Capítulo 32
Sus ojos arrugados cuando se reía, su sonrisa de lado cuando los cinco necesitábamos ayuda y lo llamábamos. Siempre mi Papá, ahí para rescatarnos, a mí. Recuerdos que nos han traído a este día, yo en el suelo de su oficina y él, el hombre poderoso que prometió amarme, protegerme, ahora ofreciéndome, quitándome mi libertad.
Ahora, mientras estoy en este suelo mirándolo, no es ese hombre que amaba a su hija, y yo no soy su niña. Él es el Consigliere del Capo Dei Capi, un miembro poderoso del 5to Estado, y yo soy una mujer adulta que controla un poderoso ejército de hombres, conocidos como las Sombras, Una Reina sin poder contra el líder de todos nosotros.
"¿Quién?" susurro.
"Marco Catelli." Cierro los ojos porque ese nombre que una vez fue una gran parte de mi mundo hasta que me quitó tanto.
"Papá. No, él no."
\ Mis preguntas se quedan en mi cabeza mientras mi padre me da una breve historia de lo que pasó.
Han pasado dos horas, una hora después de que mi padre llegó. Estoy aquí parada, mirando una vista que una vez pensé que estaría haciendo con un hombre que amo. Era un deseo. Saber que mi libertad en esta vida me pertenece ya no es más. ¿Se me acabó la suerte?
Mientras Marco estaba ocupado haciendo que mataran a mi hermana, ¿estaba planeando ser el Capo Dei Capi todo el tiempo? ¿Fue matar a su padre una jugada de poder?
"Podría hacerte una mujer honesta." Las palabras de Marco en la azotea, hace una eternidad, aparecen en mi cabeza.
Estoy mirando por la ventana, mi mente llena de esos momentos que he compartido con Marco Catelli.
¿Qué digo? Soy su segunda opción, y con él ya no tengo elección, mi padre tiene razón al decir que las Sombras no pueden ayudar con esto.
Pero aún así, digo, "¿No debería una italiana completa ser su esposa? No creo que sea suficiente. No encajo para Marco. Nunca me amará."

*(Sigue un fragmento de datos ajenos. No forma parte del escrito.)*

//! Periodic activities and the single-loop timer wheel.
//!
//! Every activity is described by a [`TaskSchedule`]: a period and a one-time
//! startup phase. The same [`TaskSet`] drives both run modes:
//!
//! - [`RunMode::SingleLoop`]: one loop polls a [`TimerWheel`] each tick and runs
//!   whatever is due, in task-set order.
//! - [`RunMode::Concurrent`]: each entry becomes its own task that sleeps
//!   `phase` once, then fires every `period`.
//!
//! At most one [`Activity::PageCycle`] entry is accepted, because the page
//! cycle is the only owner of the framebuffer and panel.

use core::fmt;

use heapless::Vec;

/// Upper bound on entries in a [`TaskSet`].
pub const MAX_TASKS: usize = 8;

/// Invalid schedule or task-set configuration.
#[derive(Debug, Clone, Copy, PartialEq, Eq)]
#[cfg_attr(feature = "defmt", derive(defmt::Format))]
pub enum ScheduleError {
    /// Period of zero milliseconds
    ZeroPeriod,
    /// Phase must be strictly shorter than the period
    PhaseTooLong { phase_ms: u32, period_ms: u32 },
    /// Task set already holds `MAX_TASKS` entries
    TooManyTasks,
    /// A second page-cycle entry would share the panel
    DuplicatePageCycle,
}

impl fmt::Display for ScheduleError {
    fn fmt(
        &self,
        f: &mut fmt::Formatter<'_>,
    ) -> fmt::Result {
        match self {
            Self::ZeroPeriod => write!(f, "period must be non-zero"),
            Self::PhaseTooLong { phase_ms, period_ms } => {
                write!(f, "phase {phase_ms} ms is not shorter than period {period_ms} ms")
            }
            Self::TooManyTasks => write!(f, "task set is full ({MAX_TASKS} entries)"),
            Self::DuplicatePageCycle => write!(f, "only one page-cycle task may own the panel"),
        }
    }
}

impl core::error::Error for ScheduleError {}

// =============================================================================
// Schedule
// =============================================================================

/// Period plus initial phase, validated so that `phase < period`.
#[derive(Debug, Clone, Copy, PartialEq, Eq)]
#[cfg_attr(feature = "defmt", derive(defmt::Format))]
pub struct TaskSchedule {
    period_ms: u32,
    phase_ms: u32,
}

impl TaskSchedule {
    pub const fn new(
        period_ms: u32,
        phase_ms: u32,
    ) -> Result<Self, ScheduleError> {
        if period_ms == 0 {
            return Err(ScheduleError::ZeroPeriod);
        }
        if phase_ms >= period_ms {
            return Err(ScheduleError::PhaseTooLong { phase_ms, period_ms });
        }
        Ok(Self { period_ms, phase_ms })
    }

    /// Schedule without a startup phase.
    pub const fn every(period_ms: u32) -> Result<Self, ScheduleError> { Self::new(period_ms, 0) }

    #[inline]
    pub const fn period_ms(&self) -> u32 { self.period_ms }

    /// One-time delay before the first run.
    #[inline]
    pub const fn phase_ms(&self) -> u32 { self.phase_ms }
}

/// What a periodic task does when it fires.
#[derive(Debug, Clone, Copy, PartialEq, Eq)]
#[cfg_attr(feature = "defmt", derive(defmt::Format))]
pub enum Activity {
    /// Status heartbeat with its instance id.
    Heartbeat(u8),
    /// Render and present the next page.
    PageCycle,
}

#[derive(Debug, Clone, Copy, PartialEq, Eq)]
#[cfg_attr(feature = "defmt", derive(defmt::Format))]
pub struct PeriodicTask {
    pub activity: Activity,
    pub schedule: TaskSchedule,
}

impl PeriodicTask {
    pub const fn new(
        activity: Activity,
        schedule: TaskSchedule,
    ) -> Self {
        Self { activity, schedule }
    }
}

/// How the task set is executed.
#[derive(Debug, Clone, Copy, PartialEq, Eq)]
#[cfg_attr(feature = "defmt", derive(defmt::Format))]
pub enum RunMode {
    /// One cooperative loop, sleeping `tick_ms` between polls.
    SingleLoop { tick_ms: u32 },
    /// One independent task per entry.
    Concurrent,
}

// =============================================================================
// Task Set
// =============================================================================

/// Bounded, ordered list of periodic tasks.
#[derive(Debug, Clone, Default)]
pub struct TaskSet {
    tasks: Vec<PeriodicTask, MAX_TASKS>,
}

impl TaskSet {
    pub const fn new() -> Self { Self { tasks: Vec::new() } }

    /// Append a task. Order is preserved and is the single-loop run order.
    pub fn push(
        &mut self,
        task: PeriodicTask,
    ) -> Result<(), ScheduleError> {
        if task.activity == Activity::PageCycle && self.page_cycle().is_some() {
            return Err(ScheduleError::DuplicatePageCycle);
        }
        self.tasks.push(task).map_err(|_| ScheduleError::TooManyTasks)
    }

    /// Builder form of [`push`](Self::push).
    pub fn with(
        mut self,
        activity: Activity,
        schedule: TaskSchedule,
    ) -> Result<Self, ScheduleError> {
        self.push(PeriodicTask::new(activity, schedule))?;
        Ok(self)
    }

    #[inline]
    pub fn len(&self) -> usize { self.tasks.len() }

    #[inline]
    pub fn is_empty(&self) -> bool { self.tasks.is_empty() }

    #[inline]
    pub fn iter(&self) -> core::slice::Iter<'_, PeriodicTask> { self.tasks.iter() }

    /// The page-cycle entry, if any.
    pub fn page_cycle(&self) -> Option<&PeriodicTask> {
        self.tasks.iter().find(|t| t.activity == Activity::PageCycle)
    }

    /// Heartbeat entries with their ids, in order.
    pub fn heartbeats(&self) -> impl Iterator<Item = (u8, TaskSchedule)> + '_ {
        self.tasks.iter().filter_map(|t| match t.activity {
            Activity::Heartbeat(id) => Some((id, t.schedule)),
            Activity::PageCycle => None,
        })
    }
}

impl<'a> IntoIterator for &'a TaskSet {
    type Item = &'a PeriodicTask;
    type IntoIter = core::slice::Iter<'a, PeriodicTask>;

    fn into_iter(self) -> Self::IntoIter { self.tasks.iter() }
}

// =============================================================================
// Timer Wheel
// =============================================================================

#[derive(Debug, Clone, Copy)]
struct Slot {
    activity: Activity,
    period_ms: u64,
    next_due_ms: u64,
}

/// Software timer wheel for [`RunMode::SingleLoop`].
///
/// Time is a caller-supplied monotonic millisecond counter whose zero is the
/// moment the wheel was built. Each slot fires at most once per [`poll`], and a
/// slot that fell more than one period behind skips the missed runs rather
/// than replaying them.
///
/// [`poll`]: TimerWheel::poll
#[derive(Debug, Clone)]
pub struct TimerWheel {
    slots: Vec<Slot, MAX_TASKS>,
}

impl TimerWheel {
    pub fn new(tasks: &TaskSet) -> Self {
        let mut slots = Vec::new();
        for task in tasks {
            // Same capacity as the task set, cannot overflow
            let _ = slots.push(Slot {
                activity: task.activity,
                period_ms: task.schedule.period_ms() as u64,
                next_due_ms: task.schedule.phase_ms() as u64,
            });
        }
        Self { slots }
    }

    /// Activities due at `now_ms`, in task-set order.
    pub fn poll(
        &mut self,
        now_ms: u64,
    ) -> Vec<Activity, MAX_TASKS> {
        let mut due = Vec::new();
        for slot in &mut self.slots {
            if now_ms < slot.next_due_ms {
                continue;
            }
            let _ = due.push(slot.activity);

            let missed = (now_ms - slot.next_due_ms) / slot.period_ms;
            slot.next_due_ms += (missed + 1) * slot.period_ms;
        }
        due
    }

    /// Earliest time at which [`poll`](Self::poll) will return something.
    pub fn next_deadline(&self) -> Option<u64> { self.slots.iter().map(|s| s.next_due_ms).min() }
}

// =============================================================================
// Unit Tests
// =============================================================================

"Te eligió a ti, Aliyana, decir que no insultaría al Capo y avergonzaría a nuestra familia. Y Marco es un hombre poderoso, el amor es para los débiles, Aliyana, si Marco te casa, tendrás a todo el estado protegiéndote, no solo las Sombras."
Sí, mientras intenta apoderarse de las Sombras, porque conociéndolo no veo que se doblegue a mi voluntad por mucho tiempo.
"Esa no es la razón Papá, me niego."
Miro la luna que llama desde el cielo, "He visto a Marco, hablado con él. Sé que amaba a Camilla. No soy eso, soy diferente. Tú mismo lo dijiste la semana pasada. ¿Te acuerdas? Me gusta pintar y estudiar, mato gente, nada en mí grita esposa."
Me doy la vuelta mientras mi corazón se siente como una taza de agua hirviendo desbordada. Insípido, además de esa quemadura. Marco Catelli es egoísta al pedirme que haga esto. Él sabe que no tendría otra opción.
Por mucho que quiera creer que tenemos opciones, en este caso las consecuencias son tan graves que ni siquiera yo puedo negarme.
"Eres fuerte, Principessa, puedes mantenerlo a salvo. Puedes protegerlo y darle un heredero, y eso es principalmente lo que él quiere." Miro a mi padre mientras se acerca a mí y toma mis manos en las suyas.
"¿Por qué los otros hombres usan anillos en sus meñiques, pero algunos en su dedo índice, papá?"
"Siempre fuiste tan observadora, hija mía."
Es tan alto, y perdió tanto, pero incluso él no puede rechazar tal oportunidad. Dos hijas casadas con los Catelli era una señal de influencia y estatus.
Sin embargo, una pequeña parte de mí, piensa en otra razón que se suponía que debía ser olvidada. Marco Catelli no toma decisiones sin una razón lógica. Sus palabras, sus acciones, ha puesto su primera decisión en la lista. Una Reina.
Asiento en señal de comprensión.
No se puede decir que no, los dos sabemos que mis reservas no sirven para nada.
Solo hay una respuesta, una cosa por hacer, "Sí, me casaré con Marco Catelli."
Mi padre me mira con respeto y comprensión. Esta no es la vida que había planeado.
"Estará aquí mañana," dice mi padre.
Pero tengo otro plan, "No hay necesidad, lo veré esta noche."
"Está de luto, Aliyana."
Miro a mi padre, "Yo también."
No hay nada más que deba decir a mi padre, me casaré con él, pero mi padre no me usaría como peón para ganar influencia en la familia Catelli. Y Marco Catelli tampoco obtendrá la satisfacción de usarme.